» **Saved data entries**:
>>>

//! REST endpoints for room lifecycle and whiteboard snapshots.
//!
//! Thin wrappers over the registry: the socket relay remains the only
//! mutation path for live rooms apart from the snapshot save, which takes
//! the same per-room lock as socket appends.

use axum::{
    extract::{Path, State},
    http::StatusCode,
    Json,
};
use chrono::{DateTime, Utc};
use serde::{Deserialize, Serialize};

use crate::ids;
use crate::rooms::action::Action;
use crate::state::AppState;
use crate::validate;

// --- Request / Response types ---

#[derive(Debug, Deserialize)]
#[serde(rename_all = "camelCase")]
pub struct CreateRoomRequest {
    #[serde(default)]
    pub room_name: Option<String>,
}

#[derive(Debug, Serialize)]
#[serde(rename_all = "camelCase")]
pub struct RoomInfo {
    pub room_id: String,
    pub room_name: String,
    pub created_at: DateTime<Utc>,
}

#[derive(Debug, Serialize)]
pub struct CreateRoomResponse {
    pub success: bool,
    pub room: RoomInfo,
}

#[derive(Debug, Serialize)]
#[serde(rename_all = "camelCase")]
pub struct ActiveUser {
    pub user_id: String,
    pub username: String,
    pub joined_at: DateTime<Utc>,
}

#[derive(Debug, Serialize)]
#[serde(rename_all = "camelCase")]
pub struct RoomDetails {
    pub room_id: String,
    pub room_name: String,
    pub created_at: DateTime<Utc>,
    pub active_users: Vec<ActiveUser>,
}

#[derive(Debug, Serialize)]
pub struct GetRoomResponse {
    pub success: bool,
    pub room: RoomDetails,
}

#[derive(Debug, Serialize)]
pub struct WhiteboardResponse {
    pub success: bool,
    pub actions: Vec<Action>,
}

#[derive(Debug, Deserialize)]
pub struct SaveWhiteboardRequest {
    #[serde(default)]
    pub actions: Option<Vec<Action>>,
}

#[derive(Debug, Serialize)]
pub struct SaveWhiteboardResponse {
    pub success: bool,
    pub message: String,
}

#[derive(Debug, Deserialize)]
#[serde(rename_all = "camelCase")]
pub struct RestJoinRequest {
    pub username: String,
    pub room_id: String,
}

#[derive(Debug, Serialize)]
#[serde(rename_all = "camelCase")]
pub struct RestJoinUser {
    pub user_id: String,
    pub username: String,
    pub room_id: String,
}

#[derive(Debug, Serialize)]
pub struct RestJoinResponse {
    pub success: bool,
    pub user: RestJoinUser,
}

// --- Handlers ---

/// POST /api/rooms/create
pub async fn create_room(
    State(state): State<AppState>,
    Json(body): Json<CreateRoomRequest>,
) -> (StatusCode, Json<CreateRoomResponse>) {
    let summary = state.rooms.create_room(body.room_name);
    (
        StatusCode::CREATED,
        Json(CreateRoomResponse {
            success: true,
            room: RoomInfo {
                room_id: summary.room_id,
                room_name: summary.name,
                created_at: summary.created_at,
            },
        }),
    )
}

/// GET /api/rooms/{room_id}
pub async fn get_room(
    State(state): State<AppState>,
    Path(room_id): Path<String>,
) -> Result<Json<GetRoomResponse>, StatusCode> {
    if !validate::validate_room_id(&room_id) {
        return Err(StatusCode::BAD_REQUEST);
    }

    let room = state.rooms.get(&room_id).ok_or(StatusCode::NOT_FOUND)?;
    let room = room.lock().await;

    Ok(Json(GetRoomResponse {
        success: true,
        room: RoomDetails {
            room_id: room.room_id.clone(),
            room_name: room.name.clone(),
            created_at: room.created_at,
            active_users: room
                .roster
                .members()
                .iter()
                .map(|m| ActiveUser {
                    user_id: m.user_id.clone(),
                    username: m.username.clone(),
                    joined_at: m.joined_at,
                })
                .collect(),
        },
    }))
}

/// GET /api/rooms/{room_id}/whiteboard
pub async fn get_whiteboard(
    State(state): State<AppState>,
    Path(room_id): Path<String>,
) -> Result<Json<WhiteboardResponse>, StatusCode> {
    if !validate::validate_room_id(&room_id) {
        return Err(StatusCode::BAD_REQUEST);
    }

    let actions = match state.rooms.get(&room_id) {
        Some(room) => room.lock().await.log.snapshot(),
        // Unknown room replays as empty rather than 404 — a client may
        // fetch before the first action ever lands.
        None => Vec::new(),
    };

    Ok(Json(WhiteboardResponse {
        success: true,
        actions,
    }))
}

/// POST /api/rooms/{room_id}/whiteboard/save
/// Replaces the room's action snapshot wholesale. Every action is
/// validated; the swap happens under the room lock so a concurrent joiner
/// never replays a torn snapshot.
pub async fn save_whiteboard(
    State(state): State<AppState>,
    Path(room_id): Path<String>,
    Json(body): Json<SaveWhiteboardRequest>,
) -> Result<Json<SaveWhiteboardResponse>, StatusCode> {
    if !validate::validate_room_id(&room_id) {
        return Err(StatusCode::BAD_REQUEST);
    }

    let room = state.rooms.get(&room_id).ok_or(StatusCode::NOT_FOUND)?;

    if let Some(actions) = body.actions {
        if !actions.iter().all(validate::validate_action) {
            return Err(StatusCode::BAD_REQUEST);
        }
        let mut room = room.lock().await;
        room.log.replace(actions);
        room.touch();
    }

    Ok(Json(SaveWhiteboardResponse {
        success: true,
        message: "Whiteboard data saved successfully".to_string(),
    }))
}

/// POST /api/users/join
/// Mirrors join-room validation for non-socket clients and allocates a
/// userId; live membership still begins with the socket join.
pub async fn rest_join(
    State(state): State<AppState>,
    Json(body): Json<RestJoinRequest>,
) -> Result<Json<RestJoinResponse>, StatusCode> {
    if !validate::validate_username(&body.username) || !validate::validate_room_id(&body.room_id)
    {
        return Err(StatusCode::BAD_REQUEST);
    }

    if state.rooms.get(&body.room_id).is_none() {
        return Err(StatusCode::NOT_FOUND);
    }

    let user_id = ids::user_id();
    tracing::info!(
        room_id = %body.room_id,
        user_id = %user_id,
        username = %body.username,
        "User id allocated via REST join"
    );

    Ok(Json(RestJoinResponse {
        success: true,
        user: RestJoinUser {
            user_id,
            username: body.username.trim().to_string(),
            room_id: body.room_id,
        },
    }))
}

<<<

» **How to complete this task**: Give the data again in full, exactly.

» **Exercise result**:
//! REST endpoints for room lifecycle and whiteboard snapshots.
//!
//! Thin wrappers over the registry: the socket relay remains the only
//! mutation path for live rooms apart from the snapshot save, which takes
//! the same per-room lock as socket appends.

use axum::{
    extract::{Path, State},
    http::StatusCode,
    Json,
};
use chrono::{DateTime, Utc};
use serde::{Deserialize, Serialize};

use crate::ids;
use crate::rooms::action::Action;
use crate::state::AppState;
use crate::validate;

// --- Request / Response types ---

#[derive(Debug, Deserialize)]
#[serde(rename_all = "camelCase")]
pub struct CreateRoomRequest {
    #[serde(default)]
    pub room_name: Option<String>,
}

#[derive(Debug, Serialize)]
#[serde(rename_all = "camelCase")]
pub struct RoomInfo {
    pub room_id: String,
    pub room_name: String,
    pub created_at: DateTime<Utc>,
}

#[derive(Debug, Serialize)]
pub struct CreateRoomResponse {
    pub success: bool,
    pub room: RoomInfo,
}

#[derive(Debug, Serialize)]
#[serde(rename_all = "camelCase")]
pub struct ActiveUser {
    pub user_id: String,
    pub username: String,
    pub joined_at: DateTime<Utc>,
}

#[derive(Debug, Serialize)]
#[serde(rename_all = "camelCase")]
pub struct RoomDetails {
    pub room_id: String,
    pub room_name: String,
    pub created_at: DateTime<Utc>,
    pub active_users: Vec<ActiveUser>,
}

#[derive(Debug, Serialize)]
pub struct GetRoomResponse {
    pub success: bool,
    pub room: RoomDetails,
}

#[derive(Debug, Serialize)]
pub struct WhiteboardResponse {
    pub success: bool,
    pub actions: Vec<Action>,
}

#[derive(Debug, Deserialize)]
pub struct SaveWhiteboardRequest {
    #[serde(default)]
    pub actions: Option<Vec<Action>>,
}

#[derive(Debug, Serialize)]
pub struct SaveWhiteboardResponse {
    pub success: bool,
    pub message: String,
}

#[derive(Debug, Deserialize)]
#[serde(rename_all = "camelCase")]
pub struct RestJoinRequest {
    pub username: String,
    pub room_id: String,
}

#[derive(Debug, Serialize)]
#[serde(rename_all = "camelCase")]
pub struct RestJoinUser {
    pub user_id: String,
    pub username: String,
    pub room_id: String,
}

#[derive(Debug, Serialize)]
pub struct RestJoinResponse {
    pub success: bool,
    pub user: RestJoinUser,
}

// --- Handlers ---

/// POST /api/rooms/create
pub async fn create_room(
    State(state): State<AppState>,
    Json(body): Json<CreateRoomRequest>,
) -> (StatusCode, Json<CreateRoomResponse>) {
    let summary = state.rooms.create_room(body.room_name);
    (
        StatusCode::CREATED,
        Json(CreateRoomResponse {
            success: true,
            room: RoomInfo {
                room_id: summary.room_id,
                room_name: summary.name,
                created_at: summary.created_at,
            },
        }),
    )
}

/// GET /api/rooms/{room_id}
pub async fn get_room(
    State(state): State<AppState>,
    Path(room_id): Path<String>,
) -> Result<Json<GetRoomResponse>, StatusCode> {
    if !validate::validate_room_id(&room_id) {
        return Err(StatusCode::BAD_REQUEST);
    }

    let room = state.rooms.get(&room_id).ok_or(StatusCode::NOT_FOUND)?;
    let room = room.lock().await;

    Ok(Json(GetRoomResponse {
        success: true,
        room: RoomDetails {
            room_id: room.room_id.clone(),
            room_name: room.name.clone(),
            created_at: room.created_at,
            active_users: room
                .roster
                .members()
                .iter()
                .map(|m| ActiveUser {
                    user_id: m.user_id.clone(),
                    username: m.username.clone(),
                    joined_at: m.joined_at,
                })
                .collect(),
        },
    }))
}

/// GET /api/rooms/{room_id}/whiteboard
pub async fn get_whiteboard(
    State(state): State<AppState>,
    Path(room_id): Path<String>,
) -> Result<Json<WhiteboardResponse>, StatusCode> {
    if !validate::validate_room_id(&room_id) {
        return Err(StatusCode::BAD_REQUEST);
    }

    let actions = match state.rooms.get(&room_id) {
        Some(room) => room.lock().await.log.snapshot(),
        // Unknown room replays as empty rather than 404 — a client may
        // fetch before the first action ever lands.
        None => Vec::new(),
    };

    Ok(Json(WhiteboardResponse {
        success: true,
        actions,
    }))
}

/// POST /api/rooms/{room_id}/whiteboard/save
/// Replaces the room's action snapshot wholesale. Every action is
/// validated; the swap happens under the room lock so a concurrent joiner
/// never replays a torn snapshot.
pub async fn save_whiteboard(
    State(state): State<AppState>,
    Path(room_id): Path<String>,
    Json(body): Json<SaveWhiteboardRequest>,
) -> Result<Json<SaveWhiteboardResponse>, StatusCode> {
    if !validate::validate_room_id(&room_id) {
        return Err(StatusCode::BAD_REQUEST);
    }

    let room = state.rooms.get(&room_id).ok_or(StatusCode::NOT_FOUND)?;

    if let Some(actions) = body.actions {
        if !actions.iter().all(validate::validate_action) {
            return Err(StatusCode::BAD_REQUEST);
        }
        let mut room = room.lock().await;
        room.log.replace(actions);
        room.touch();
    }

    Ok(Json(SaveWhiteboardResponse {
        success: true,
        message: "Whiteboard data saved successfully".to_string(),
    }))
}

/// POST /api/users/join
/// Mirrors join-room validation for non-socket clients and allocates a
/// userId; live membership still begins with the socket join.
pub async fn rest_join(
    State(state): State<AppState>,
    Json(body): Json<RestJoinRequest>,
) -> Result<Json<RestJoinResponse>, StatusCode> {
    if !validate::validate_username(&body.username) || !validate::validate_room_id(&body.room_id)
    {
        return Err(StatusCode::BAD_REQUEST);
    }

    if state.rooms.get(&body.room_id).is_none() {
        return Err(StatusCode::NOT_FOUND);
    }

    let user_id = ids::user_id();
    tracing::info!(
        room_id = %body.room_id,
        user_id = %user_id,
        username = %body.username,
        "User id allocated via REST join"
    );

    Ok(Json(RestJoinResponse {
        success: true,
        user: RestJoinUser {
            user_id,
            username: body.username.trim().to_string(),
            room_id: body.room_id,
        },
    }))
}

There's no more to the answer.